SWINDON Council wants to spend £900,000 on fitting solar panels to large town buildings.

Five council-connected buildings would have the sun-collecting cells installed on their roofs in a bid to save thousands of pounds every year.

If the cabinet decides to adopt the proposals tomorrow, it could save an estimated £12,696 every year in electricity bills, and would let the council export £3,555-worth of power into the National Grid.

And it would just be the start – one day all public buildings could be fitted with the photovoltaic technology.

Leading the drive is Coun Peter Greenhalgh (Con, Freshbrook and Grange Park), who is in charge of energy conservation at the council.

“This is one of our many steps down the road to improving the council’s sustainability, looking at how we can use natural resources in a non-destructive fashion to benefit society in Swindon,” he said.

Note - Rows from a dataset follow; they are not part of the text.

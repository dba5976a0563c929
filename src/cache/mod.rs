//! Cache orchestration.
//!
//! [`CacheBuilder`] decides when to serve a cached (state, fiscal year)
//! slice and when to refetch it, and resolves district queries against the
//! grouped records.

pub mod builder;

pub use builder::{group_by_district, CacheBuilder, DistrictMatch, DistrictSummary};
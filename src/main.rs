//! nregacache CLI - district-level MGNREGA employment summaries.
//!
//! Queries the public data.gov.in MGNREGA dataset through a local
//! freshness cache, so repeated lookups for the same state and fiscal year
//! cost nothing. The first query for a slice pulls every upstream page and
//! can take several seconds.

use std::io;
use std::sync::Arc;

use anyhow::Result;
use tracing::info;
use tracing_subscriber::{fmt, prelude::*, EnvFilter};

use nregacache::utils::{fmt_avg, fmt_count};
use nregacache::{ApiClient, CacheBuilder, Config, DistrictSummary, FileStore};

/// Initialize the tracing subscriber for logging
fn init_tracing() {
    // Use RUST_LOG env var to control log level (e.g., RUST_LOG=debug)
    let filter = EnvFilter::try_from_default_env().unwrap_or_else(|_| EnvFilter::new("warn"));

    tracing_subscriber::registry()
        .with(fmt::layer().with_writer(io::stderr))
        .with(filter)
        .init();
}

fn usage() -> ! {
    eprintln!("Usage:");
    eprintln!("  nregacache <state> <fin_year> <district>   query a district summary");
    eprintln!("  nregacache --states                        list known states");
    eprintln!("  nregacache --districts <state>             list known districts");
    eprintln!("  nregacache --preview <state> <fin_year>    print the first-page API URL");
    eprintln!();
    eprintln!("Example: nregacache ODISHA 2024-2025 PURI");
    std::process::exit(2);
}

#[tokio::main]
async fn main() -> Result<()> {
    // Load .env file if present (silently ignore if not found)
    let _ = dotenvy::dotenv();
    init_tracing();

    let args: Vec<String> = std::env::args().skip(1).collect();
    let config = Config::load()?;

    match args.as_slice() {
        [flag] if flag == "--states" => {
            let store = FileStore::open(&config.data_dir())?;
            list_states(&store)
        }
        [flag, state] if flag == "--districts" => {
            let store = FileStore::open(&config.data_dir())?;
            list_districts(&store, state)
        }
        [flag, state, fin_year] if flag == "--preview" => {
            let client = ApiClient::new(&config)?;
            println!("{}", client.page_url(state, fin_year, 0));
            Ok(())
        }
        [state, fin_year, district] => {
            run_query(&config, state, fin_year, district).await
        }
        _ => usage(),
    }
}

fn list_states(store: &FileStore) -> Result<()> {
    use nregacache::DistrictRegistry;

    let states = store.states()?;
    if states.is_empty() {
        println!("No states cached yet. Run a query first.");
        return Ok(());
    }
    for state in states {
        println!("{}", state);
    }
    Ok(())
}

fn list_districts(store: &FileStore, state: &str) -> Result<()> {
    use nregacache::DistrictRegistry;

    let districts = store.list(state)?;
    if districts.is_empty() {
        println!("No districts known for '{}'. Run a query first.", state);
        return Ok(());
    }
    for district in districts {
        println!("{}", district);
    }
    Ok(())
}

async fn run_query(config: &Config, state: &str, fin_year: &str, district: &str) -> Result<()> {
    let store = Arc::new(FileStore::open(&config.data_dir())?);
    let client = Arc::new(ApiClient::new(config)?);
    let builder = CacheBuilder::new(client, store.clone(), store, config.ttl());

    info!(state, fin_year, district, "running district query");
    let summary = builder.get_summary(state, fin_year, district).await?;
    print_summary(&summary);
    Ok(())
}

fn print_summary(summary: &DistrictSummary) {
    let Some(ref matched) = summary.matched_district else {
        println!(
            "No data found for district '{}' in {} {}.",
            summary.query, summary.state, summary.fin_year
        );
        if !summary.districts_known.is_empty() {
            println!();
            println!("Known districts for {}:", summary.state);
            for district in &summary.districts_known {
                println!("  {}", district);
            }
        }
        return;
    };

    println!(
        "{} - {} ({} records)",
        matched,
        summary.fin_year,
        fmt_count(summary.records.len())
    );

    let Some(ref headline) = summary.headline else {
        println!("Records found, but none carry a parseable month.");
        return;
    };

    println!();
    println!("Latest month with data: {}", headline.month);
    println!("  Households worked:     {}", fmt_avg(headline.households_worked));
    println!("  Individuals worked:    {}", fmt_avg(headline.individuals_worked));
    println!("  Persondays:            {}", fmt_avg(headline.persondays));
    println!("  Wages:                 {}", fmt_avg(headline.wages));
    println!("  Avg days/household:    {}", fmt_avg(headline.avg_days_per_household));

    println!();
    println!(
        "{:<6} {:>8} {:>14} {:>14} {:>14} {:>14} {:>12}",
        "Month", "Records", "Households", "Individuals", "Persondays", "Wages", "Avg days/HH"
    );
    for row in &summary.monthly {
        println!(
            "{:<6} {:>8} {:>14} {:>14} {:>14} {:>14} {:>12}",
            row.month,
            fmt_count(row.records),
            fmt_avg(row.households_worked),
            fmt_avg(row.individuals_worked),
            fmt_avg(row.persondays),
            fmt_avg(row.wages),
            fmt_avg(row.avg_days_per_household),
        );
    }
}
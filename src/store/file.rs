//! Flat-file JSON backend.
//!
//! Two documents live in the data directory: `cache.json` (cache key ->
//! entry) and `districts.json` (per-state district lists). Every mutation
//! re-reads the document, applies the change, writes a sibling temp file and
//! renames it over the original, so a reader always sees a complete
//! document. Writers serialize on a per-file mutex; concurrent writers to
//! the same cache key degrade to last-writer-wins.

use std::collections::BTreeMap;
use std::fs;
use std::path::{Path, PathBuf};
use std::sync::Mutex;

use serde::{de::DeserializeOwned, Deserialize, Serialize};
use tracing::debug;

use crate::models::CacheEntry;

use super::{cache_key, CacheStore, DistrictRegistry, StoreError};

const CACHE_FILE: &str = "cache.json";
const DISTRICTS_FILE: &str = "districts.json";

type CacheDoc = BTreeMap<String, CacheEntry>;

#[derive(Debug, Default, Serialize, Deserialize)]
struct DistrictDoc {
    #[serde(default)]
    states: Vec<StateEntry>,
}

#[derive(Debug, Serialize, Deserialize)]
struct StateEntry {
    state: String,
    #[serde(default)]
    districts: Vec<String>,
}

pub struct FileStore {
    cache_path: PathBuf,
    districts_path: PathBuf,
    cache_lock: Mutex<()>,
    districts_lock: Mutex<()>,
}

impl FileStore {
    /// Open (and create if needed) the data directory.
    pub fn open(data_dir: &Path) -> Result<Self, StoreError> {
        fs::create_dir_all(data_dir)?;
        Ok(Self {
            cache_path: data_dir.join(CACHE_FILE),
            districts_path: data_dir.join(DISTRICTS_FILE),
            cache_lock: Mutex::new(()),
            districts_lock: Mutex::new(()),
        })
    }

    fn read_doc<T: DeserializeOwned + Default>(path: &Path) -> Result<T, StoreError> {
        if !path.exists() {
            return Ok(T::default());
        }
        let contents = fs::read_to_string(path)?;
        Ok(serde_json::from_str(&contents)?)
    }

    /// Write-new-then-rename so no reader ever observes a torn document.
    fn write_doc<T: Serialize>(path: &Path, doc: &T) -> Result<(), StoreError> {
        let tmp = path.with_extension("json.tmp");
        let contents = serde_json::to_string_pretty(doc)?;
        fs::write(&tmp, contents)?;
        fs::rename(&tmp, path)?;
        debug!(path = %path.display(), "wrote store document");
        Ok(())
    }
}

impl CacheStore for FileStore {
    fn get(&self, state: &str, fin_year: &str) -> Result<Option<CacheEntry>, StoreError> {
        let doc: CacheDoc = Self::read_doc(&self.cache_path)?;
        Ok(doc.get(&cache_key(state, fin_year)).cloned())
    }

    fn put(&self, entry: CacheEntry) -> Result<(), StoreError> {
        let _guard = self.cache_lock.lock().expect("cache lock poisoned");
        let mut doc: CacheDoc = Self::read_doc(&self.cache_path)?;
        doc.insert(cache_key(&entry.state, &entry.fin_year), entry);
        Self::write_doc(&self.cache_path, &doc)
    }
}

impl DistrictRegistry for FileStore {
    fn record_seen(&self, state: &str, district: &str) -> Result<bool, StoreError> {
        let state = state.trim();
        let district = district.trim();
        if district.is_empty() {
            return Ok(false);
        }

        let _guard = self.districts_lock.lock().expect("districts lock poisoned");
        let mut doc: DistrictDoc = Self::read_doc(&self.districts_path)?;

        let state_u = state.to_uppercase();
        let index = match doc
            .states
            .iter()
            .position(|s| s.state.trim().to_uppercase() == state_u)
        {
            Some(index) => index,
            None => {
                doc.states.push(StateEntry {
                    state: state.to_string(),
                    districts: Vec::new(),
                });
                doc.states.len() - 1
            }
        };
        let entry = &mut doc.states[index];

        let district_u = district.to_uppercase();
        if entry
            .districts
            .iter()
            .any(|d| d.to_uppercase() == district_u)
        {
            return Ok(false);
        }

        entry.districts.push(district.to_string());
        entry.districts.sort_by_key(|d| d.to_uppercase());
        Self::write_doc(&self.districts_path, &doc)?;
        Ok(true)
    }

    fn list(&self, state: &str) -> Result<Vec<String>, StoreError> {
        let doc: DistrictDoc = Self::read_doc(&self.districts_path)?;
        let state_u = state.trim().to_uppercase();
        Ok(doc
            .states
            .into_iter()
            .find(|s| s.state.trim().to_uppercase() == state_u)
            .map(|s| s.districts)
            .unwrap_or_default())
    }

    fn states(&self) -> Result<Vec<String>, StoreError> {
        let doc: DistrictDoc = Self::read_doc(&self.districts_path)?;
        Ok(doc.states.into_iter().map(|s| s.state).collect())
    }
}
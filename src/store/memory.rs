//! In-memory backend.
//!
//! Same contracts as [`super::FileStore`] without persistence. Tests use it
//! to exercise the pipeline hermetically; embedders can use it when disk
//! state is unwanted.

use std::collections::HashMap;
use std::sync::Mutex;

use crate::models::CacheEntry;

use super::{cache_key, CacheStore, DistrictRegistry, StoreError};

#[derive(Debug, Default)]
pub struct MemoryStore {
    entries: Mutex<HashMap<String, CacheEntry>>,
    // state key (uppercased) -> (display casing, sorted district names)
    districts: Mutex<HashMap<String, (String, Vec<String>)>>,
}

impl MemoryStore {
    pub fn new() -> Self {
        Self::default()
    }
}

impl CacheStore for MemoryStore {
    fn get(&self, state: &str, fin_year: &str) -> Result<Option<CacheEntry>, StoreError> {
        let entries = self.entries.lock().expect("entries lock poisoned");
        Ok(entries.get(&cache_key(state, fin_year)).cloned())
    }

    fn put(&self, entry: CacheEntry) -> Result<(), StoreError> {
        let mut entries = self.entries.lock().expect("entries lock poisoned");
        entries.insert(cache_key(&entry.state, &entry.fin_year), entry);
        Ok(())
    }
}

impl DistrictRegistry for MemoryStore {
    fn record_seen(&self, state: &str, district: &str) -> Result<bool, StoreError> {
        let state = state.trim();
        let district = district.trim();
        if district.is_empty() {
            return Ok(false);
        }

        let mut districts = self.districts.lock().expect("districts lock poisoned");
        let (_, names) = districts
            .entry(state.to_uppercase())
            .or_insert_with(|| (state.to_string(), Vec::new()));

        let district_u = district.to_uppercase();
        if names.iter().any(|d| d.to_uppercase() == district_u) {
            return Ok(false);
        }
        names.push(district.to_string());
        names.sort_by_key(|d| d.to_uppercase());
        Ok(true)
    }

    fn list(&self, state: &str) -> Result<Vec<String>, StoreError> {
        let districts = self.districts.lock().expect("districts lock poisoned");
        Ok(districts
            .get(&state.trim().to_uppercase())
            .map(|(_, names)| names.clone())
            .unwrap_or_default())
    }

    fn states(&self) -> Result<Vec<String>, StoreError> {
        let districts = self.districts.lock().expect("districts lock poisoned");
        let mut states: Vec<String> = districts.values().map(|(name, _)| name.clone()).collect();
        states.sort_by_key(|s| s.to_uppercase());
        Ok(states)
    }
}

#[cfg(test)]
mod tests {
    use super::*;

    #[test]
    fn test_registry_monotonicity() {
        let store = MemoryStore::new();
        assert!(store.record_seen("Odisha", "Puri").expect("add"));
        assert!(store.record_seen("Odisha", "Cuttack").expect("add"));
        assert!(!store.record_seen("Odisha", "Puri").expect("dup"));

        let before = store.list("Odisha").expect("list");
        assert!(!store.record_seen("odisha", "PURI").expect("case dup"));
        let after = store.list("Odisha").expect("list");
        assert_eq!(before.len(), after.len());
        assert_eq!(after, vec!["Cuttack", "Puri"]);
    }

    #[test]
    fn test_cache_store_round_trip() {
        use std::collections::BTreeMap;

        let store = MemoryStore::new();
        assert!(store.get("ODISHA", "2024-2025").expect("get").is_none());

        let entry = CacheEntry::new("Odisha", "2024-2025", 0, BTreeMap::new());
        store.put(entry).expect("put");
        assert!(store.get(" odisha ", "2024-2025").expect("get").is_some());
    }

    #[test]
    fn test_states_sorted() {
        let store = MemoryStore::new();
        store.record_seen("Odisha", "Puri").expect("add");
        store.record_seen("Assam", "Cachar").expect("add");
        assert_eq!(store.states().expect("states"), vec!["Assam", "Odisha"]);
    }
}
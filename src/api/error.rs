use thiserror::Error;

#[derive(Error, Debug)]
pub enum ApiError {
    #[error("network error: {0}")]
    Network(#[from] reqwest::Error),

    #[error("upstream returned {status}: {body}")]
    Upstream {
        status: reqwest::StatusCode,
        body: String,
    },
}

/// Maximum length for error response bodies in error messages
const MAX_ERROR_BODY_LENGTH: usize = 400;

impl ApiError {
    /// Truncate a response body to avoid logging excessive data
    fn truncate_body(body: &str) -> String {
        if body.len() <= MAX_ERROR_BODY_LENGTH {
            body.to_string()
        } else {
            let cut = body
                .char_indices()
                .take_while(|(i, _)| *i < MAX_ERROR_BODY_LENGTH)
                .map(|(i, c)| i + c.len_utf8())
                .last()
                .unwrap_or(0);
            format!(
                "{}... (truncated, {} total bytes)",
                &body[..cut],
                body.len()
            )
        }
    }

    pub fn upstream(status: reqwest::StatusCode, body: &str) -> Self {
        ApiError::Upstream {
            status,
            body: Self::truncate_body(body),
        }
    }
}
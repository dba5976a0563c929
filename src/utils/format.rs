/// Group an integer's digits with commas: 1234567 -> "1,234,567".
pub fn fmt_count(n: usize) -> String {
    let digits = n.to_string();
    let mut out = String::with_capacity(digits.len() + digits.len() / 3);
    for (i, c) in digits.chars().enumerate() {
        if i > 0 && (digits.len() - i) % 3 == 0 {
            out.push(',');
        }
        out.push(c);
    }
    out
}

/// Format an averaged metric: two decimals, grouped integer part.
pub fn fmt_avg(value: f64) -> String {
    let formatted = format!("{:.2}", value.abs());
    let (int_part, frac_part) = formatted
        .split_once('.')
        .unwrap_or((formatted.as_str(), "00"));

    let mut grouped = String::new();
    for (i, c) in int_part.chars().enumerate() {
        if i > 0 && (int_part.len() - i) % 3 == 0 {
            grouped.push(',');
        }
        grouped.push(c);
    }

    let sign = if value < 0.0 { "-" } else { "" };
    format!("{}{}.{}", sign, grouped, frac_part)
}

#[cfg(test)]
mod tests {
    use super::*;

    #[test]
    fn test_fmt_count() {
        assert_eq!(fmt_count(0), "0");
        assert_eq!(fmt_count(999), "999");
        assert_eq!(fmt_count(1000), "1,000");
        assert_eq!(fmt_count(1234567), "1,234,567");
    }

    #[test]
    fn test_fmt_avg() {
        assert_eq!(fmt_avg(0.0), "0.00");
        assert_eq!(fmt_avg(15.5), "15.50");
        assert_eq!(fmt_avg(1234.567), "1,234.57");
        assert_eq!(fmt_avg(-42.1), "-42.10");
    }
}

Asked if the dream was to one day install the panels on every public building he said: “Potentially that’s the case, but not just every public building.

“Look at some large warehouse schemes in Swindon – there’s no reason why we can’t have PV cells on those roofs.

“Large industrial units used by BMW and Honda are a natural fit.”

Coun Greenhalgh said he does not expect a barrage of objections from residents because the technology is unobtrusive, and that they had not done it sooner because they were waiting for the technology to mature.

All the annual repayments of the £900,000 loan would be covered the Feed-In Tariff, a Government subsidy made available to councils which install the technology.

Andy Parsons, 48, the co-chairman of the Swindon Climate Action Network, welcomed the move, but said much, much more needs to be done.

He said: “Small scale solar power isn’t going to solve the problem of climate change. We need a lot more action.

“My view is the climate crisis is so grave that anything and everything we can do, we must – that includes solar, but also on-shore wind and offshore wind.

“Anything in our armoury to cut down on burning fossil fuels must be used.”

He said if the council really wants to make good its commitment on sustainability, it should approve any schemes for wind turbines or other renewable technology that comes its way.

“I’d have one in my back garden if they wanted to put one here,” he said.

The buildings which are earmarked for solar panels are the Civic Offices, Thamesdown Transport Depot (the company is an offshoot of the council), Swindon Commercial Services’s two depots, and Catherine Wayte Primary School, in Abbey Meads.

The cabinet meeting takes place at the Civic Offices, in Euclid Street, at 6pm on Wednesday.